I've posted a bit of this on FB before (I think). A chapter from an unfinished novel. Enjoy?
Old Renki's Tale
“We’ll be there soon. The crest of the valley is not far ahead,” old Renki said.
“Tell me again how you came to be with the Great Horde,” young Carn said.
They were both saddle-tired but unable to stop. They were riding through a place patrolled by fearless Dire wolf packs.
“Don’t you ever tire of that tale?” asked the old Northman.
“Yes. But I’m bored. Tell me again,” the young Nomad said.
“Fine. But listen well. I’m going to tell you in the tongue of the Northmen.”
Not so far away the howl of a wolf broke the night.
**
At eighteen years, Renki had put his father, a proud Northman warrior, upon the funeral pyre. The old man had taken an arrow in his thigh days before, during a raid on a trade caravan from the cities of the West. The wound wouldn’t close and the village healer suspected the arrow's point had been laced with infection.
His mother, a stern yet beautiful woman, followed her husband the following winter. She feigned illness, but her son knew her broken heart had killed her.
That spring, as the stag herds began to wander back up from the Great Valley below, young Renki burned his family’s lodgings and rode his father’s stallion down from the mountains. He passed weary groups of Northmen and their families, people who’d decided to settle the lowlands and forsake the raiding life in favor of a life behind the plow. He went beyond the fertile lands they sought to possess.
He rode over the valley’s rim, and headed across the plains to seek fortune and adventure among the fabled Eastern Kingdoms.
After six days and nights of dodging wolf packs as he made his way across what seemed to him an endless green landscape, Renki saw his first sign of humanity beyond the Great Valley.
He rode low along the opposite side of a short rocky ridge as he watched the Great Horde pass.
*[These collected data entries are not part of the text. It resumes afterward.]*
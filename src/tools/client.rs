//! External tool client collaborator.
//!
//! The orchestration engine consumes, but does not define, the analytics
//! platform's administrative API. A [`ToolClient`] exposes one async method
//! per external operation; arguments arrive as a resolved JSON mapping and
//! results may be either a JSON mapping or a JSON-encoded string.

use anyhow::Result;
use async_trait::async_trait;
use serde_json::{json, Map, Value};
use std::sync::Mutex;

use super::ExternalTool;

/// Resolved step arguments, keyed by parameter name.
pub type ToolArgs = Map<String, Value>;

/// One async method per external operation. Default bodies report the
/// operation as unsupported, so partial clients only implement what their
/// site actually serves; `supports` must agree with the overridden set.
#[async_trait]
pub trait ToolClient: Send + Sync {
    async fn search_workbooks(&self, _args: &ToolArgs) -> Result<Value> {
        Err(anyhow::anyhow!("search_workbooks is not supported by this client"))
    }
    async fn search_datasources(&self, _args: &ToolArgs) -> Result<Value> {
        Err(anyhow::anyhow!("search_datasources is not supported by this client"))
    }
    async fn move_workbook(&self, _args: &ToolArgs) -> Result<Value> {
        Err(anyhow::anyhow!("move_workbook is not supported by this client"))
    }
    async fn move_datasource(&self, _args: &ToolArgs) -> Result<Value> {
        Err(anyhow::anyhow!("move_datasource is not supported by this client"))
    }
    async fn publish_workbook(&self, _args: &ToolArgs) -> Result<Value> {
        Err(anyhow::anyhow!("publish_workbook is not supported by this client"))
    }
    async fn refresh_extract(&self, _args: &ToolArgs) -> Result<Value> {
        Err(anyhow::anyhow!("refresh_extract is not supported by this client"))
    }
    async fn list_content_permissions(&self, _args: &ToolArgs) -> Result<Value> {
        Err(anyhow::anyhow!("list_content_permissions is not supported by this client"))
    }

    /// Operations this client is able to serve. Validation rejects plans
    /// that reference anything outside this set.
    fn supports(&self, _tool: ExternalTool) -> bool {
        true
    }
}

/// In-memory client with canned results, used by the CLI and tests in place
/// of a live platform connection. Records every call it receives.
#[derive(Default)]
pub struct SimulatedToolClient {
    calls: Mutex<Vec<String>>,
}

impl SimulatedToolClient {
    pub fn new() -> Self {
        Self::default()
    }

    /// Names of the operations invoked so far, in call order.
    pub fn calls(&self) -> Vec<String> {
        self.calls.lock().map(|c| c.clone()).unwrap_or_default()
    }

    fn record(&self, tool: ExternalTool) {
        if let Ok(mut calls) = self.calls.lock() {
            calls.push(tool.as_str().to_string());
        }
    }
}

#[async_trait]
impl ToolClient for SimulatedToolClient {
    async fn search_workbooks(&self, args: &ToolArgs) -> Result<Value> {
        self.record(ExternalTool::SearchWorkbooks);
        let project = args
            .get("project_name")
            .and_then(Value::as_str)
            .unwrap_or("all");
        Ok(json!({
            "workbooks": [
                {"id": "wb_101", "name": "Revenue Overview", "project": project},
                {"id": "wb_102", "name": "Pipeline Health", "project": project},
            ],
            "total": 2,
            "project": project,
        }))
    }

    async fn search_datasources(&self, args: &ToolArgs) -> Result<Value> {
        self.record(ExternalTool::SearchDatasources);
        let project = args
            .get("project_name")
            .and_then(Value::as_str)
            .unwrap_or("all");
        Ok(json!({
            "datasources": [
                {"id": "ds_201", "name": "Warehouse Extract", "project": project},
            ],
            "total": 1,
        }))
    }

    async fn move_workbook(&self, args: &ToolArgs) -> Result<Value> {
        self.record(ExternalTool::MoveWorkbook);
        Ok(json!({
            "moved": true,
            "workbook_id": args.get("workbook_id").cloned().unwrap_or(Value::Null),
            "target_project": args.get("target_project_name").cloned().unwrap_or(Value::Null),
        }))
    }

    async fn move_datasource(&self, args: &ToolArgs) -> Result<Value> {
        self.record(ExternalTool::MoveDatasource);
        Ok(json!({
            "moved": true,
            "datasource_id": args.get("datasource_id").cloned().unwrap_or(Value::Null),
        }))
    }

    async fn publish_workbook(&self, args: &ToolArgs) -> Result<Value> {
        self.record(ExternalTool::PublishWorkbook);
        Ok(json!({
            "published": true,
            "name": args.get("name").cloned().unwrap_or(Value::Null),
        }))
    }

    async fn refresh_extract(&self, args: &ToolArgs) -> Result<Value> {
        self.record(ExternalTool::RefreshExtract);
        Ok(json!({
            "refresh_started": true,
            "datasource_id": args.get("datasource_id").cloned().unwrap_or(Value::Null),
        }))
    }

    async fn list_content_permissions(&self, args: &ToolArgs) -> Result<Value> {
        self.record(ExternalTool::ListContentPermissions);
        let content_type = args
            .get("content_type")
            .and_then(Value::as_str)
            .unwrap_or("workbook");
        Ok(json!({
            "content_type": content_type,
            "permissions": [
                {"grantee": "analysts", "capability": "View", "content": "Revenue Overview"},
                {"grantee": "finance_leads", "capability": "Write", "content": "Pipeline Health"},
            ],
            "total": 2,
        }))
    }
}

#[cfg(test)]
mod tests {
    use super::*;

    #[tokio::test]
    async fn test_simulated_client_records_calls() {
        let client = SimulatedToolClient::new();
        let args = ToolArgs::new();
        client.search_workbooks(&args).await.unwrap();
        client.refresh_extract(&args).await.unwrap();
        assert_eq!(client.calls(), vec!["search_workbooks", "refresh_extract"]);
    }

    #[tokio::test]
    async fn test_search_honors_project_argument() {
        let client = SimulatedToolClient::new();
        let mut args = ToolArgs::new();
        args.insert("project_name".into(), json!("Finance"));
        let result = client.search_workbooks(&args).await.unwrap();
        assert_eq!(result["project"], "Finance");
    }
}
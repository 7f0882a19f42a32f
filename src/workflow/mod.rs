//! Workflow orchestration engine.
//!
//! Control flow: operator text enters the [`orchestrator::WorkflowOrchestrator`],
//! the [`intent::IntentParser`] produces a plan, the
//! [`validator::WorkflowValidator`] assesses risk and confirmation
//! requirements, and the [`executor::WorkflowExecutor`] runs steps in
//! dependency order with rollback bookkeeping.

pub mod executor;
pub mod intent;
pub mod orchestrator;
pub mod pseudo;
pub mod step;
pub mod validator;

pub use executor::{ExecutionReport, WorkflowExecutor};
pub use intent::IntentParser;
pub use orchestrator::{OrchestratorConfig, WorkflowOrchestrator};
pub use step::{
    ArgValue, OperationType, RiskLevel, RollbackAction, TemplateRef, WorkflowPlan, WorkflowStatus,
    WorkflowStep,
};
pub use validator::{ValidationReport, WorkflowValidator};
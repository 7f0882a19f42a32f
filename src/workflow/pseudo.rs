//! Workflow-internal pseudo-tools.
//!
//! Templated plans reference operations that have no 1:1 external API
//! equivalent (usage analysis, confirmation capture, bulk moves and
//! transfers). These simulations stand in for real integrations; their
//! output keys are substitution targets for later template references, so
//! the shapes here are load-bearing even though the data is canned.

use anyhow::Result;
use serde_json::{json, Value};
use tracing::debug;

use crate::tools::{ToolArgs, WorkflowTool};

pub async fn dispatch(tool: WorkflowTool, args: &ToolArgs) -> Result<Value> {
    debug!(tool = tool.as_str(), "dispatching workflow pseudo-tool");
    let result = match tool {
        WorkflowTool::AnalyzeUsagePatterns => analyze_usage_patterns(args),
        WorkflowTool::RequestUserConfirmation => request_user_confirmation(args),
        WorkflowTool::BulkMoveContent => bulk_move_content(args),
        WorkflowTool::GetUserContent => get_user_content(args),
        WorkflowTool::AnalyzeContentImportance => analyze_content_importance(args),
        WorkflowTool::CreateMigrationPlan => create_migration_plan(args),
        WorkflowTool::BulkTransferOwnership => bulk_transfer_ownership(args),
        WorkflowTool::UpdateUserPermissions => update_user_permissions(args),
    };
    Ok(result)
}

fn str_arg<'a>(args: &'a ToolArgs, key: &str) -> Option<&'a str> {
    args.get(key).and_then(Value::as_str)
}

/// Identify cleanup candidates by inactivity. The `candidates` key feeds
/// the archival confirmation step.
fn analyze_usage_patterns(args: &ToolArgs) -> Value {
    let days_threshold = args
        .get("days_threshold")
        .and_then(Value::as_u64)
        .unwrap_or(90);
    let project = str_arg(args, "project_name");

    json!({
        "analysis_completed": true,
        "days_threshold": days_threshold,
        "candidates": [
            {
                "id": "wb_123",
                "name": "Old Sales Report",
                "type": "workbook",
                "last_accessed": "2023-06-15",
                "days_since_access": 120,
                "owner": "john.doe",
                "project": project.unwrap_or("Sales"),
            },
            {
                "id": "wb_456",
                "name": "Quarterly Analysis Backup",
                "type": "workbook",
                "last_accessed": "2023-07-20",
                "days_since_access": 95,
                "owner": "jane.smith",
                "project": project.unwrap_or("Finance"),
            }
        ],
        "total_candidates": 2,
        "estimated_storage_savings": "1.2GB",
    })
}

/// Capture operator confirmation for an in-plan action. Archive and move
/// actions auto-confirm; `confirmed_items` feeds the step that acts.
fn request_user_confirmation(args: &ToolArgs) -> Value {
    let action = str_arg(args, "action").unwrap_or("unknown");
    let items = args.get("items").cloned().unwrap_or_else(|| json!([]));
    let items_count = items.as_array().map_or(0, Vec::len);
    let auto_confirmed = matches!(action, "archive" | "move");

    json!({
        "confirmation_requested": true,
        "action": action,
        "items_count": items_count,
        "auto_confirmed": auto_confirmed,
        "confirmed_items": if auto_confirmed { items } else { json!([]) },
        "message": format!("Auto-confirmed {action} action"),
    })
}

fn bulk_move_content(args: &ToolArgs) -> Value {
    let target_project = str_arg(args, "target_project").unwrap_or("Archive");
    let items: Vec<Value> = args
        .get("items")
        .and_then(Value::as_array)
        .cloned()
        .unwrap_or_default();

    let moved_items: Vec<Value> = items
        .iter()
        .map(|item| {
            json!({
                "id": item.get("id").cloned().unwrap_or(Value::Null),
                "name": item.get("name").cloned().unwrap_or(Value::Null),
                "type": item.get("type").cloned().unwrap_or_else(|| json!("unknown")),
                "moved_to": target_project,
                "status": "success",
            })
        })
        .collect();

    json!({
        "operation": "bulk_move",
        "target_project": target_project,
        "success_count": moved_items.len(),
        "failure_count": 0,
        "total_processed": items.len(),
        "moved_items": moved_items,
        "failed_items": [],
    })
}

fn get_user_content(args: &ToolArgs) -> Value {
    let username = str_arg(args, "username").unwrap_or("unknown_user");

    json!({
        "user": username,
        "content_inventory": {
            "workbooks": [
                {"id": "wb_789", "name": format!("{username}'s Dashboard"), "project": "Personal"},
                {"id": "wb_790", "name": format!("{username}'s Analysis"), "project": "Team Projects"},
            ],
            "datasources": [
                {"id": "ds_123", "name": format!("{username}'s Data Extract"), "project": "Personal"},
            ],
            "flows": [],
            "subscriptions": [
                {"id": "sub_456", "content": "Weekly Sales Report"},
            ],
        },
        "total_items": 4,
        "projects_involved": ["Personal", "Team Projects"],
        "critical_content": 1,
    })
}

fn analyze_content_importance(args: &ToolArgs) -> Value {
    let user = str_arg(args, "user").unwrap_or("unknown_user");

    json!({
        "user": user,
        "importance_analysis": {
            "critical": [
                {"id": "wb_789", "name": format!("{user}'s Dashboard"), "reason": "High daily usage by team"},
            ],
            "important": [
                {"id": "wb_790", "name": format!("{user}'s Analysis"), "reason": "Referenced by other workbooks"},
            ],
            "low_priority": [
                {"id": "ds_123", "name": format!("{user}'s Data Extract"), "reason": "Personal use only"},
            ],
            "obsolete": [],
        },
        "recommendations": {
            "transfer_to_team": ["wb_789"],
            "archive": ["ds_123"],
            "requires_documentation": ["wb_790"],
        },
    })
}

/// Build the transfer/archive action list later consumed through the
/// `{{migration_plan}}` reference.
fn create_migration_plan(args: &ToolArgs) -> Value {
    let from_user = str_arg(args, "from_user").unwrap_or("unknown_user");
    let to_user = str_arg(args, "to_user").unwrap_or("team_lead");

    json!({
        "migration_plan": {
            "from_user": from_user,
            "to_user": to_user,
            "transfer_actions": [
                {
                    "content_id": "wb_789",
                    "content_name": format!("{from_user}'s Dashboard"),
                    "action": "transfer_ownership",
                    "new_owner": to_user,
                    "notify_stakeholders": true,
                },
                {
                    "content_id": "wb_790",
                    "content_name": format!("{from_user}'s Analysis"),
                    "action": "transfer_ownership",
                    "new_owner": to_user,
                    "add_documentation": true,
                }
            ],
            "archive_actions": [
                {
                    "content_id": "ds_123",
                    "content_name": format!("{from_user}'s Data Extract"),
                    "action": "archive",
                    "reason": "Personal use only",
                }
            ],
            "permission_updates": [
                {"action": "revoke_all_access", "user": from_user, "exceptions": []},
            ],
        },
        "estimated_duration": "15 minutes",
        "stakeholder_notifications": 3,
        "reversible": true,
    })
}

fn bulk_transfer_ownership(args: &ToolArgs) -> Value {
    let from_user = str_arg(args, "from_user").unwrap_or("unknown_user");
    let empty = Vec::new();
    let transfer_actions = args
        .get("migration_plan")
        .and_then(|p| p.get("transfer_actions"))
        .and_then(Value::as_array)
        .unwrap_or(&empty);

    let transferred: Vec<Value> = transfer_actions
        .iter()
        .map(|action| {
            json!({
                "content_id": action.get("content_id").cloned().unwrap_or(Value::Null),
                "content_name": action.get("content_name").cloned().unwrap_or(Value::Null),
                "from_owner": from_user,
                "to_owner": action.get("new_owner").cloned().unwrap_or(Value::Null),
                "status": "success",
            })
        })
        .collect();
    let notifications_sent = transfer_actions
        .iter()
        .filter(|a| a.get("notify_stakeholders").and_then(Value::as_bool) == Some(true))
        .count();

    json!({
        "operation": "bulk_transfer_ownership",
        "from_user": from_user,
        "success_count": transferred.len(),
        "failure_count": 0,
        "transferred": transferred,
        "failed": [],
        "notifications_sent": notifications_sent,
    })
}

fn update_user_permissions(args: &ToolArgs) -> Value {
    let user = str_arg(args, "user").unwrap_or("unknown_user");
    let action = str_arg(args, "action").unwrap_or("revoke_all");

    if action == "revoke_all" {
        let revoked = json!([
            {"content": "Sales Dashboard", "permission": "View", "project": "Sales"},
            {"content": "Finance Reports", "permission": "Edit", "project": "Finance"},
            {"content": "Team Workspace", "permission": "Owner", "project": "Team Projects"},
        ]);
        return json!({
            "operation": "revoke_all_permissions",
            "user": user,
            "total_revoked": revoked.as_array().map_or(0, Vec::len),
            "revoked_permissions": revoked,
            "user_deactivated": true,
            "cleanup_completed": true,
        });
    }

    json!({"operation": action, "user": user, "status": "completed"})
}
//! Plan execution with progress tracking, template resolution, and rollback.
//!
//! Steps run sequentially in a topological order over the dependency graph;
//! independent branches are not parallelized. Each completed step with a
//! rollback descriptor pushes a record onto the executor's rollback stack,
//! and a later failure replays this plan's records in strict reverse of
//! completion order, best-effort.

use serde::Serialize;
use serde_json::Value;
use std::collections::{BTreeMap, HashSet};
use std::sync::Arc;
use std::time::Instant;
use tokio::sync::Mutex;
use tracing::{debug, error, info, warn};

use crate::tools::{normalize_output, ExternalTool, ToolArgs, ToolClient, ToolName};
use crate::workflow::pseudo;
use crate::workflow::step::{
    ArgValue, RollbackAction, TemplateRef, WorkflowPlan, WorkflowStatus, WorkflowStep,
};

/// Invoked before each step is dispatched.
pub type ProgressCallback = Box<dyn Fn(&WorkflowPlan, &WorkflowStep) + Send + Sync>;

/// Stack entry created the moment a step with a rollback descriptor
/// completes; consumed in reverse order if the plan later fails.
#[derive(Debug, Clone)]
pub struct RollbackRecord {
    pub step_id: String,
    pub description: String,
    pub action: RollbackAction,
    pub workflow_id: String,
}

#[derive(Debug, Clone, Serialize)]
pub struct OperationRecord {
    pub step: String,
    pub status: WorkflowStatus,
    #[serde(skip_serializing_if = "Option::is_none")]
    pub execution_time: Option<f64>,
}

#[derive(Debug, Clone, Serialize)]
pub struct ExecutionSummary {
    pub workflow_title: String,
    pub total_steps: usize,
    pub completed_steps: usize,
    pub failed_steps: usize,
    pub total_execution_time: f64,
    pub operations_performed: Vec<OperationRecord>,
}

/// Structured outcome of one execution attempt. Nothing escapes the
/// executor as an unhandled error; failures are folded in here.
#[derive(Debug, Clone, Serialize)]
pub struct ExecutionReport {
    pub success: bool,
    pub workflow_id: String,
    pub completed_steps: usize,
    pub total_steps: usize,
    #[serde(skip_serializing_if = "Option::is_none")]
    pub error: Option<String>,
    #[serde(skip_serializing_if = "Option::is_none")]
    pub failed_step: Option<String>,
    pub rollback_performed: bool,
    #[serde(skip_serializing_if = "Vec::is_empty")]
    pub rolled_back_steps: Vec<String>,
    #[serde(skip_serializing_if = "Option::is_none")]
    pub execution_summary: Option<ExecutionSummary>,
}

struct ExecutionFailure {
    step_id: Option<String>,
    message: String,
}

/// Executes plans against the tool client and the pseudo-tool catalog.
///
/// The active registry and rollback stack are instance state; two executors
/// never share them, and two plans on one executor only touch their own
/// entries.
pub struct WorkflowExecutor {
    client: Arc<dyn ToolClient>,
    active: Mutex<HashSet<String>>,
    rollback_stack: Mutex<Vec<RollbackRecord>>,
}

impl WorkflowExecutor {
    pub fn new(client: Arc<dyn ToolClient>) -> Self {
        Self {
            client,
            active: Mutex::new(HashSet::new()),
            rollback_stack: Mutex::new(Vec::new()),
        }
    }

    /// Ids of plans currently executing.
    pub async fn active_workflows(&self) -> Vec<String> {
        self.active.lock().await.iter().cloned().collect()
    }

    pub async fn execute(
        &self,
        plan: &mut WorkflowPlan,
        progress: Option<&ProgressCallback>,
    ) -> ExecutionReport {
        plan.status = WorkflowStatus::InProgress;
        self.active.lock().await.insert(plan.id.clone());

        let outcome = self.run_steps(plan, progress).await;

        // Registry cleanup happens on every exit path.
        self.active.lock().await.remove(&plan.id);

        match outcome {
            Ok(()) => {
                plan.status = WorkflowStatus::Completed;
                // Records for a finished plan are dead weight; purge them.
                self.take_rollback_records(&plan.id).await;
                info!(workflow_id = %plan.id, "workflow completed");
                ExecutionReport {
                    success: true,
                    workflow_id: plan.id.clone(),
                    completed_steps: plan.completed_steps(),
                    total_steps: plan.total_steps(),
                    error: None,
                    failed_step: None,
                    rollback_performed: false,
                    rolled_back_steps: Vec::new(),
                    execution_summary: Some(self.summarize(plan)),
                }
            }
            Err(failure) => {
                let (rollback_performed, rolled_back_steps) = self.handle_failure(plan).await;
                ExecutionReport {
                    success: false,
                    workflow_id: plan.id.clone(),
                    completed_steps: plan.completed_steps(),
                    total_steps: plan.total_steps(),
                    error: Some(failure.message),
                    failed_step: failure.step_id,
                    rollback_performed,
                    rolled_back_steps,
                    execution_summary: None,
                }
            }
        }
    }

    async fn run_steps(
        &self,
        plan: &mut WorkflowPlan,
        progress: Option<&ProgressCallback>,
    ) -> Result<(), ExecutionFailure> {
        let order = plan.execution_order().map_err(|e| ExecutionFailure {
            step_id: None,
            message: e.to_string(),
        })?;

        for step_id in &order {
            let Some(idx) = plan.steps.iter().position(|s| &s.id == step_id) else {
                continue;
            };

            plan.steps[idx].status = WorkflowStatus::InProgress;
            if let Some(cb) = progress {
                cb(plan, &plan.steps[idx]);
            }
            debug!(workflow_id = %plan.id, step = %step_id, "executing step");

            let resolved = resolve_arguments(&plan.steps[idx].arguments, &plan.steps);
            let started = Instant::now();
            let result = self.dispatch(plan.steps[idx].tool, &resolved).await;
            let elapsed = started.elapsed().as_secs_f64();

            let workflow_id = plan.id.clone();
            let step = &mut plan.steps[idx];
            step.execution_time = Some(elapsed);

            match result {
                Ok(value) => {
                    step.status = WorkflowStatus::Completed;
                    step.result = Some(value);
                    if let Some(action) = step.rollback.clone() {
                        self.rollback_stack.lock().await.push(RollbackRecord {
                            step_id: step.id.clone(),
                            description: step.description.clone(),
                            action,
                            workflow_id,
                        });
                    }
                }
                Err(e) => {
                    // Any executor-caught error aborts the plan.
                    step.status = WorkflowStatus::Failed;
                    let message = e.to_string();
                    step.error = Some(message.clone());
                    error!(step = %step.id, error = %message, "step execution failed");
                    return Err(ExecutionFailure {
                        step_id: Some(step.id.clone()),
                        message: format!("Workflow failed at step: {}", step.description),
                    });
                }
            }
        }

        Ok(())
    }

    async fn dispatch(&self, tool: ToolName, args: &ToolArgs) -> anyhow::Result<Value> {
        let raw = match tool {
            ToolName::External(t) => self.call_external(t, args).await?,
            ToolName::Workflow(t) => pseudo::dispatch(t, args).await?,
        };
        Ok(normalize_output(raw))
    }

    async fn call_external(&self, tool: ExternalTool, args: &ToolArgs) -> anyhow::Result<Value> {
        match tool {
            ExternalTool::SearchWorkbooks => self.client.search_workbooks(args).await,
            ExternalTool::SearchDatasources => self.client.search_datasources(args).await,
            ExternalTool::MoveWorkbook => self.client.move_workbook(args).await,
            ExternalTool::MoveDatasource => self.client.move_datasource(args).await,
            ExternalTool::PublishWorkbook => self.client.publish_workbook(args).await,
            ExternalTool::RefreshExtract => self.client.refresh_extract(args).await,
            ExternalTool::ListContentPermissions => {
                self.client.list_content_permissions(args).await
            }
        }
    }

    async fn handle_failure(&self, plan: &mut WorkflowPlan) -> (bool, Vec<String>) {
        plan.status = WorkflowStatus::Failed;
        if !plan.rollback_supported {
            return (false, Vec::new());
        }

        let records = self.take_rollback_records(&plan.id).await;
        if records.is_empty() {
            return (false, Vec::new());
        }

        warn!(workflow_id = %plan.id, count = records.len(), "rolling back completed steps");
        let mut rolled_back = Vec::new();
        // Strict reverse of completion order; one failed entry does not
        // block the rest.
        for record in records.iter().rev() {
            match self.execute_rollback(record).await {
                Ok(()) => rolled_back.push(record.step_id.clone()),
                Err(e) => error!(step = %record.step_id, error = %e, "rollback entry failed"),
            }
        }

        plan.status = WorkflowStatus::RolledBack;
        (true, rolled_back)
    }

    /// Remove and return this plan's rollback records, oldest first.
    async fn take_rollback_records(&self, workflow_id: &str) -> Vec<RollbackRecord> {
        let mut stack = self.rollback_stack.lock().await;
        let mut taken = Vec::new();
        let mut remaining = Vec::with_capacity(stack.len());
        for record in stack.drain(..) {
            if record.workflow_id == workflow_id {
                taken.push(record);
            } else {
                remaining.push(record);
            }
        }
        *stack = remaining;
        taken
    }

    async fn execute_rollback(&self, record: &RollbackRecord) -> anyhow::Result<()> {
        match &record.action {
            RollbackAction::RestoreFromArchive => {
                info!(step = %record.step_id, "rolling back: restoring content from archive");
            }
            RollbackAction::RestoreOwnership { original_user } => {
                info!(step = %record.step_id, user = %original_user, "rolling back: restoring ownership");
            }
            RollbackAction::RestorePermissions => {
                info!(step = %record.step_id, "rolling back: restoring permissions");
            }
        }
        Ok(())
    }

    fn summarize(&self, plan: &WorkflowPlan) -> ExecutionSummary {
        ExecutionSummary {
            workflow_title: plan.title.clone(),
            total_steps: plan.total_steps(),
            completed_steps: plan.completed_steps(),
            failed_steps: plan
                .steps
                .iter()
                .filter(|s| s.status == WorkflowStatus::Failed)
                .count(),
            total_execution_time: plan.steps.iter().filter_map(|s| s.execution_time).sum(),
            operations_performed: plan
                .steps
                .iter()
                .map(|s| OperationRecord {
                    step: s.description.clone(),
                    status: s.status,
                    execution_time: s.execution_time,
                })
                .collect(),
        }
    }
}

/// Resolve template references against prior step results. Literals pass
/// through; unresolvable references degrade to their literal placeholder
/// string instead of failing the step.
fn resolve_arguments(args: &BTreeMap<String, ArgValue>, steps: &[WorkflowStep]) -> ToolArgs {
    let mut resolved = ToolArgs::new();
    for (key, value) in args {
        let v = match value {
            ArgValue::Literal(v) => v.clone(),
            ArgValue::Template(r) => lookup_reference(r, steps).unwrap_or_else(|| {
                warn!(reference = %r.reference(), "unresolved template reference, passing through");
                Value::String(r.placeholder())
            }),
        };
        resolved.insert(key.clone(), v);
    }
    resolved
}

/// Completed steps are scanned in plan order so resolution stays
/// deterministic. A reference first tries an exact top-level key, then a
/// dotted descent through nested mappings.
fn lookup_reference(reference: &TemplateRef, steps: &[WorkflowStep]) -> Option<Value> {
    for step in steps {
        if step.status != WorkflowStatus::Completed {
            continue;
        }
        let Some(result) = &step.result else { continue };
        let Some(map) = result.as_object() else { continue };

        if let Some(v) = map.get(&reference.reference()) {
            return Some(v.clone());
        }
        if reference.path().len() > 1 {
            let mut current = result;
            let mut found = true;
            for part in reference.path() {
                match current.get(part) {
                    Some(next) => current = next,
                    None => {
                        found = false;
                        break;
                    }
                }
            }
            if found {
                return Some(current.clone());
            }
        }
    }
    None
}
He’d never seen so many people moving together. So many horses. So much livestock. And the beasts! By the uncaring gods of the mountains! These folk had tamed bulls and cows the size of the village hall back home!
Renki fought the urge to ride down to get a better look. With a curse he let the great traveling village move on without him. He now knew great wonders lay ahead, and he became determined to start making better time. If only he could see beyond the vast green horizon.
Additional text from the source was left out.